Why can’t we do the same thing with a neural network? You know, watch a neural network light up when it does inference on an image. I googled “visualize neural network like a neuroscientist” and of course people have already done this. Funny enough, the second hit was from MIT and it said, “Study urges caution when comparing neural networks to the brain.” I did not click on that link. Instead, I clicked on the third hit which was a paper from 2022 called “Visualizing Deep Neural Networks with Topographic Activation Maps”

The abstract includes the line, “Here, we draw inspiration from how neuroscience uses topographic maps to visualize brain activity” Perfect! I encourage you to click on that link and read the paper. Reading papers is fun, but, do you know what is more fun? The source code! You can find it here - (https://github.com/valeriekrug/ANN-topomaps)

If you turned your kid’s gaming rig into a ML/AI workstation last week, boot that thing up, pull down that code, and run it. The code takes a neural that was trained on a set of handwritten digits, keeps track of which neurons activate when you show it a new handwritten digit, and then displays those activations in a neat topographical map that mimics what we might see in the fMRI data of a real brain.

To run it, I installed Jupyter Lab which is an easy to use notebook environment. Then I created a python virtual environment. In the github project’s README you’ll see they provide a google colab version in a google drive. Since we are using our kid’s machine instead of colab, go ahead and pull down ANN-topomaps.ipynb and the models and output folders. Put them into your notebook and start running code.

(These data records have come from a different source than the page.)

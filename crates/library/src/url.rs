//! CDN URL templating.
//!
//! Public URLs of image variants are rendered from a user-configured [upon]
//! template. The template syntax follows upon's Mustache-like conventions
//! (`{{ variable }}`).
//!
//! # Template Variables
//!
//! | Variable       | Description                                      |
//! |----------------|--------------------------------------------------|
//! | `cdn`          | Configured CDN base, without trailing slash      |
//! | `photographer` | Photographer folder slug                         |
//! | `size`         | Size folder (`originals`, `w400`, ...)           |
//! | `filename`     | Filename within the size folder                  |
//!
//! # Example
//!
//! ```
//! use mosaic_library::UrlGenerator;
//!
//! let urls = UrlGenerator::new("{{ cdn }}/{{ photographer }}/{{ size }}/{{ filename }}", "https://cdn.example.com/").unwrap();
//! assert_eq!(urls.variant_url("durieu", "w400", "a.jpg").unwrap(), "https://cdn.example.com/durieu/w400/a.jpg");
//! assert_eq!(urls.base_url("durieu").unwrap(), "https://cdn.example.com/durieu/{size}");
//! ```

use crate::error::{ErrorKind, Result};
use exn::ResultExt;
use tracing::instrument;
use upon::{Engine, Template};

/// Placeholder left in base URLs for consumers to substitute a size folder.
pub const SIZE_PLACEHOLDER: &str = "{size}";

/// Renders variant URLs from a compiled template.
///
/// The template is compiled at construction so that syntax errors surface
/// before any job starts; the compiled template is reused for every image.
pub struct UrlGenerator {
    engine: Engine<'static>,
    template: Template<'static>,
    cdn: String,
}
impl UrlGenerator {
    /// Compiles `template` for the given CDN base. A trailing slash on the
    /// base is ignored.
    pub fn new(template: impl Into<String>, cdn: impl AsRef<str>) -> Result<Self> {
        let engine = Engine::new();
        let template = engine.compile(template.into()).or_raise(|| ErrorKind::Template)?;
        Ok(Self {
            engine,
            template,
            cdn: cdn.as_ref().trim().trim_end_matches('/').to_string(),
        })
    }

    /// Public URL of `filename` in one size folder of a photographer.
    #[instrument(level = "trace", skip(self))]
    pub fn variant_url(&self, photographer: &str, size: &str, filename: &str) -> Result<String> {
        self.render(photographer, size, filename)
    }

    /// URL prefix for every variant of a photographer, with the size folder
    /// left as [`SIZE_PLACEHOLDER`].
    pub fn base_url(&self, photographer: &str) -> Result<String> {
        let url = self.render(photographer, SIZE_PLACEHOLDER, "")?;
        Ok(url.trim_end_matches('/').to_string())
    }

    fn render(&self, photographer: &str, size: &str, filename: &str) -> Result<String> {
        let url = self
            .template
            .render(
                &self.engine,
                upon::value! {
                    cdn: self.cdn.as_str(),
                    photographer: photographer,
                    size: size,
                    filename: filename,
                },
            )
            .to_string()
            .or_raise(|| ErrorKind::Template)?;
        Ok(url.trim().to_string())
    }
}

Sadly, it isn’t going to work without a few changes. You can’t (or at least I couldn’t) “pip install” the dependencies in Jupyter b/c it doesn’t play nicely with the virtual environment and the dependencies listed there aren’t quite all you need. Open a command line and run, /the/path/to/your/venv/bin/python -m pip install scipy matplotlib minisom umap-learn pdf2image networkx ipywidgets I already had tensorflow, so if you don’t you’ll need that, too. Secondly, skip the part about attaching your google drive. just change shared_drive_path = '/your/local/path/to/ANN-topomaps'

Once you do that, you should be able to run everything and see a “brain map.”

I took a picture of the screen b/c I can’t AirDrop from my kid’s computer…

This is neat b/c you can see different parts of the neural network being activated by different images. Isn’t that neat? It sort of looks like that brain picture way up there at the beginning. Neat! Is this really a good way to understand how a neural network… works? I don’t know, not really. It seems really subjective. There are a lot of different, possibly more objective, methods out there for helping us understand what is going on inside a neural network while it is doing its thing. They might be better than this… I wouldn’t know, but if you want to learn more some things to google include:

  • Model Interpretability
  • Model Introspection
  • Shap Methods (Gradient Shap, DeepLiftShap)
  • Saliency
  • Feature Ablation and Permutation
  • GradCAM
  • LayerActivation

Some frameworks that help you with this include Captum and tf-keras-vis.

Ok, my kid wants his computer back so… until next week!

  • This is… a joke. Apologies to all the neuroscientists…. but, isn’t it obvious I’m just jealous? i know.